In her retirement, Guy-Blaché became concerned that her legacy had been lost. Her name and accomplishments were conspicuously missing from multiple volumes of film history — including a memoir by Gaumont himself. Many of her films were incorrectly attributed to her husband, assistant directors, or individual actors. She spent the last years of her life in nearly constant contact with film historians in an attempt to set the record straight. “There is no merit in being first,” she told an interviewer with some regret. She died in 1968.

Be Natural: The Untold Story of Alice Guy-Blaché delivers a compelling and detailed biography of Guy-Blaché. We also get to see excerpts from many of her films (alas, many more are missing due to the perishable film technology of their time, as well as the ravages of World War I). There are clever animated graphics that add entertainment value, and we meet Guy- Blaché’s daughter Simone, and the auteur herself via recorded interviews. The narration by actor/director Jodie Foster is elegant and intelligent. Foster, who attended a bilingual prep school, has an exquisite French accent, which certainly adds to the experience. Much of the documentary, however, follows Green’s detective work.

Using Internet tools like, Green locates living relatives of Guy-Blaché and her colleagues. This unearths a treasure trove of photographs, letters, souvenirs, and awards. She meets film collectors and excavates archives, at one point visiting a half-dozen different Hollywood production houses before she can get an old videotape transferred to a modern format.

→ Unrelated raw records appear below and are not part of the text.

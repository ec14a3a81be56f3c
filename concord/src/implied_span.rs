//! Implied spans for spanless annotations.
//!
//! A spanned annotation's implied span is its own span. A spanless one
//! covers the implied spans of every annotation it references, or has none
//! if it references nothing with an extent.

use crate::record::{AnnKey, DocPair};
use concord_core::Span;
use std::collections::{HashMap, HashSet};

/// Memo of implied spans for one comparison.
#[derive(Debug, Default)]
pub struct ImpliedSpans {
    cache: HashMap<AnnKey, Option<Span>>,
    in_progress: HashSet<AnnKey>,
}

impl ImpliedSpans {
    /// Empty memo.
    #[must_use]
    pub fn new() -> Self {
        Self::default()
    }

    /// Drop everything; called between document pairs.
    pub fn clear(&mut self) {
        self.cache.clear();
        self.in_progress.clear();
    }

    /// Implied span of the annotation behind `key`.
    pub fn resolve(&mut self, docs: DocPair<'_>, key: AnnKey) -> Option<Span> {
        if let Some(cached) = self.cache.get(&key) {
            return *cached;
        }
        let ann = docs.get(key)?;
        if let Some(span) = ann.span {
            self.cache.insert(key, Some(span));
            return Some(span);
        }
        if !self.in_progress.insert(key) {
            log::warn!(
                "annotation {} refers to itself through its attributes; ignoring the cycle",
                ann.describe()
            );
            return None;
        }
        let refs: Vec<_> = ann
            .attrs
            .values()
            .flat_map(|v| v.annotation_refs())
            .collect();
        let mut implied: Option<Span> = None;
        for id in refs {
            let target = AnnKey { side: key.side, id };
            if let Some(span) = self.resolve(docs, target) {
                implied = Some(match implied {
                    Some(acc) => acc.cover(&span),
                    None => span,
                });
            }
        }
        self.in_progress.remove(&key);
        self.cache.insert(key, implied);
        implied
    }
}

#[cfg(test)]
mod tests {
    use super::*;
    use concord_core::{Document, Value};

    #[test]
    fn test_spanless_covers_referenced() {
        let mut doc = Document::new("John met Mary.");
        let john = doc.add_spanned("PERSON", 0, 4).unwrap();
        let mary = doc.add_spanned("PERSON", 9, 13).unwrap();
        let ev = doc.add_spanless("MEET");
        doc.set_attr(ev, "who", Value::Many(vec![john.into(), mary.into()]))
            .unwrap();
        let outer = doc.add_spanless("OUTER");
        doc.set_attr(outer, "ev", ev).unwrap();
        let empty = doc.add_spanless("EMPTY");

        let other = Document::new("John met Mary.");
        let docs = DocPair::new(&doc, &other);
        let mut spans = ImpliedSpans::new();
        assert_eq!(
            spans.resolve(docs, AnnKey::reference(outer)),
            Some(Span::new(0, 13))
        );
        assert_eq!(spans.resolve(docs, AnnKey::reference(empty)), None);
    }

    #[test]
    fn test_cycle_terminates() {
        let mut doc = Document::new("abc");
        let a = doc.add_spanless("X");
        let b = doc.add_spanless("X");
        let t = doc.add_spanned("T", 1, 2).unwrap();
        doc.set_attr(a, "next", b).unwrap();
        doc.set_attr(b, "next", a).unwrap();
        doc.set_attr(b, "tok", t).unwrap();
        let docs = DocPair::new(&doc, &doc);
        let mut spans = ImpliedSpans::new();
        assert_eq!(
            spans.resolve(docs, AnnKey::reference(a)),
            Some(Span::new(1, 2))
        );
    }
}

Green’s passion for the project is indisputable. In fact, she funded the film through an online Kickstarter campaign, eventually enlisting the aid of directors Taymor, Hardwicke, and Julie-Ann Robinson. Her executive producers include Foster, Hugh Hefner, and Robert Redford, among several others. 

However, Green (along with co-writer Joan Simon) does let her zeal for solving the mystery of the forgotten Guy-Blaché get in the way of some encouraging facts. Despite all of the celebrity interviews that begin the movie, Guy-Blaché isn’t wholly unknown. In recent years, a number of academics and film historians have diligently chronicled her life and work. The Women Film Pioneers Project has published a biography with an extensive filmography. And, more Guy-Blaché’s films are available on “Gaumont Treasures” and the Library of Congress’s “Pioneers: First Women Filmmakers” DVD sets. In 2015, Martin Scorsese inducted Guy-Blaché into the Directors Guild of America with a posthumous Lifetime Achievement Award. He had warm words of praise:

“Alice Guy-Blaché, director, wrote (and) produced more than a thousand pictures of all kinds. She was a genuine pioneer. One of the first film makers, the very first woman film maker and first woman to own and operate her own studio. She was also a Pioneer in the audio-visual story telling along the side of the Melies, Lumière brothers, Griffith of course and Chaplin.”

Despite these exclusions, Be Natural: The Untold Story of Alice Guy-Blaché is interesting and informative — and entertaining in its own right. As Taymor explained while the film was in production, “It’s always good for everybody to see a great artist exposed when they have been forgotten for one reason or another. It’s almost a female virtue not to brag. It holds a lot of women back from taking credit when they have been behind the scenes.”

Thanks in large part to Green’s lovely and loving film, Alice Guy-Blaché is no longer behind the scenes. She is front and center, exactly where she should have been for the past century.